◆ **DIRECTIONS**:
Within the entries below, the lines from the one with "observation scope, logging" through the one with "pub fn with_fields(name: &'a" are to be set down exactly, both ends kept.

[Opening INFORMATION SHOWN section]

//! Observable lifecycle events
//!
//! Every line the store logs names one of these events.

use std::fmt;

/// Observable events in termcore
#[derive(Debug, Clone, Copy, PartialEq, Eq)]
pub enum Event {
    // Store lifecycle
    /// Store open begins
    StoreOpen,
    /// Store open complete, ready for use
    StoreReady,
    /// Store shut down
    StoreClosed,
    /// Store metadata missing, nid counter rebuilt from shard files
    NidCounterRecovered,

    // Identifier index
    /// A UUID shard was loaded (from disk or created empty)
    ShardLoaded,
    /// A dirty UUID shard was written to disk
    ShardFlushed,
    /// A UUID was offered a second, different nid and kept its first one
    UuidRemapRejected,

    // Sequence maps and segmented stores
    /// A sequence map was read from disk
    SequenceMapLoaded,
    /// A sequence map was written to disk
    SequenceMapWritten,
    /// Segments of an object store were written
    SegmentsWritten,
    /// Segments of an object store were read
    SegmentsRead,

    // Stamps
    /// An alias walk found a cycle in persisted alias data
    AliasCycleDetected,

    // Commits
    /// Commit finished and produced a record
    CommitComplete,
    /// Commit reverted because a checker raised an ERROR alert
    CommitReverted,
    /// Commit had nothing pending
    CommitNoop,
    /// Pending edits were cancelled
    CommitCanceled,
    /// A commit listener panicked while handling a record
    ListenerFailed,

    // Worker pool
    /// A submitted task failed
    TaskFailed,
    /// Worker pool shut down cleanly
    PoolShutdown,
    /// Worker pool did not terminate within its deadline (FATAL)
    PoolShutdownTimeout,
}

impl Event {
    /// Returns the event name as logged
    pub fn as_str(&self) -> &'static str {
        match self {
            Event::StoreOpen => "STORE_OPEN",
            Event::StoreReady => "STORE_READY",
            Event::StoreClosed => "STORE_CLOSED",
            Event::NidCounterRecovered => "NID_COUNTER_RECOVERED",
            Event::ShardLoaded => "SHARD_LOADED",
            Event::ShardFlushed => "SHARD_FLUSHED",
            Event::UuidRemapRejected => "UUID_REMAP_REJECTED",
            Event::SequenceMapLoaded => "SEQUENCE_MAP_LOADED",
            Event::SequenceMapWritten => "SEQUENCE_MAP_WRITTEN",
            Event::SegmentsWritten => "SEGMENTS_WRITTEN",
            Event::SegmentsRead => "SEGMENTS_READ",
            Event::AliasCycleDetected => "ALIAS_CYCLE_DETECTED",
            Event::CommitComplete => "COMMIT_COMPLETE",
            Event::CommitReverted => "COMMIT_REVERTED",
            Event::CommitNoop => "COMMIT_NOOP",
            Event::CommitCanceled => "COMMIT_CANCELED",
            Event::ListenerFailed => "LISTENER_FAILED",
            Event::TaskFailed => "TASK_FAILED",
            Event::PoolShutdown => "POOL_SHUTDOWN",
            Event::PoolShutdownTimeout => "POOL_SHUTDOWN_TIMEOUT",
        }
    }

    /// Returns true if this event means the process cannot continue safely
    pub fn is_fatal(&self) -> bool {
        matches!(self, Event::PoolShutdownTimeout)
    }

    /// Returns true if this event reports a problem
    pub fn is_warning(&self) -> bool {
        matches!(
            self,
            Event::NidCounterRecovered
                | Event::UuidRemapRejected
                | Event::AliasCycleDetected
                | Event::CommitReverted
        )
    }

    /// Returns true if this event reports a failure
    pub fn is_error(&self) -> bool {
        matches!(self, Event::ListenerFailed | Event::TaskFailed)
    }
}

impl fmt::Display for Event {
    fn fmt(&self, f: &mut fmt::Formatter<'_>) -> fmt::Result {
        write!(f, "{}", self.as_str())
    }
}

[Closing INFORMATION SHOWN section]
[Opening INFORMATION SHOWN section]

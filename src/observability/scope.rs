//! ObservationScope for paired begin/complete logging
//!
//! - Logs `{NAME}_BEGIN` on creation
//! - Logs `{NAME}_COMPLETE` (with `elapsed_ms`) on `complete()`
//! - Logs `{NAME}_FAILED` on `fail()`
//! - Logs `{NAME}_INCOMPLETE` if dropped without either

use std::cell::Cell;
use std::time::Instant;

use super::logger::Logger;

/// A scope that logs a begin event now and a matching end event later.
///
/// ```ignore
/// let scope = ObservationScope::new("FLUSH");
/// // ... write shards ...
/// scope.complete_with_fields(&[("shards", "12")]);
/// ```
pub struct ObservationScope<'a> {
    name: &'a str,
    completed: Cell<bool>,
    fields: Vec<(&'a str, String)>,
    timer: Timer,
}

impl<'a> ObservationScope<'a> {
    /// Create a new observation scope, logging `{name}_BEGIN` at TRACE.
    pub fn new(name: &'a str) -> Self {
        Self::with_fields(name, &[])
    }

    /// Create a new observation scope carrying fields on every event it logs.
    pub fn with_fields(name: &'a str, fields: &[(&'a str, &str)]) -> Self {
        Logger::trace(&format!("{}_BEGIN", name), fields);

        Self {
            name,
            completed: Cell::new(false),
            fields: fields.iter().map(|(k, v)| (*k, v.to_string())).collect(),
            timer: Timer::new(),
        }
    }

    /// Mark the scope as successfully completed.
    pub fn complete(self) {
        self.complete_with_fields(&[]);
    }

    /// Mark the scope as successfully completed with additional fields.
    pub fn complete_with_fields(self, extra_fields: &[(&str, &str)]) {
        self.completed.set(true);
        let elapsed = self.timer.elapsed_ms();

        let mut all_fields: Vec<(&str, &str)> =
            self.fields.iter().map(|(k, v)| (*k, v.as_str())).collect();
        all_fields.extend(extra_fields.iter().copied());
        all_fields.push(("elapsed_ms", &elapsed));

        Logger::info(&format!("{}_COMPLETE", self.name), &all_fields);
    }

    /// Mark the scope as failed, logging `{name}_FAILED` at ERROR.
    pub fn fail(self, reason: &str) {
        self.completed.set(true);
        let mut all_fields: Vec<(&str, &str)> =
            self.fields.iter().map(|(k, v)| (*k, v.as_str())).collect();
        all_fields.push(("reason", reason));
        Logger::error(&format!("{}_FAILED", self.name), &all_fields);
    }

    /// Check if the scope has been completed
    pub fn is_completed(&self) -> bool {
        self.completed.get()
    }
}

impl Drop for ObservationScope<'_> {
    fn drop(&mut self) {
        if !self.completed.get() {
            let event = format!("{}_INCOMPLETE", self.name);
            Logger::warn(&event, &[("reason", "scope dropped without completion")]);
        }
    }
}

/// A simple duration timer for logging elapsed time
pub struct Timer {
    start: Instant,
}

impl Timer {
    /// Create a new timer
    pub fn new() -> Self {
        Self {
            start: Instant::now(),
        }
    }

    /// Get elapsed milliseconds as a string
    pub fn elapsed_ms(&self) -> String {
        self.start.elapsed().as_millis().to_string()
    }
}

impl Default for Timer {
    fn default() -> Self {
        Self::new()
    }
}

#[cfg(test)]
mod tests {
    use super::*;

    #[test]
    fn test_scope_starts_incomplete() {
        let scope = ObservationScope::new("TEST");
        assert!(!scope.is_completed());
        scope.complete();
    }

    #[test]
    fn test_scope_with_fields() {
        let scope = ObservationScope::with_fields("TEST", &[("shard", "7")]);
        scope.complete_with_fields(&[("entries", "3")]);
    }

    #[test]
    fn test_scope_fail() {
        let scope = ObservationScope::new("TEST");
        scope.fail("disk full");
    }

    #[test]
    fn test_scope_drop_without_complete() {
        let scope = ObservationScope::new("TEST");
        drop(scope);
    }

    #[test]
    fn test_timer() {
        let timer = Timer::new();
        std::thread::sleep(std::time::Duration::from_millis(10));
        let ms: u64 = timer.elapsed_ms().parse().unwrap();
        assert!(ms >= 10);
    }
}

[Closing INFORMATION SHOWN section]

◆ **RESPONSE BOX**:
    /// Create a new observation scope, logging `{name}_BEGIN` at TRACE.
    pub fn new(name: &'a str) -> Self {
        Self::with_fields(name, &[])
    }

    /// Create a new observation scope carrying fields on every event it logs.
    pub fn with_fields(name: &'a str, fields: &[(&'a str, &str)]) -> Self {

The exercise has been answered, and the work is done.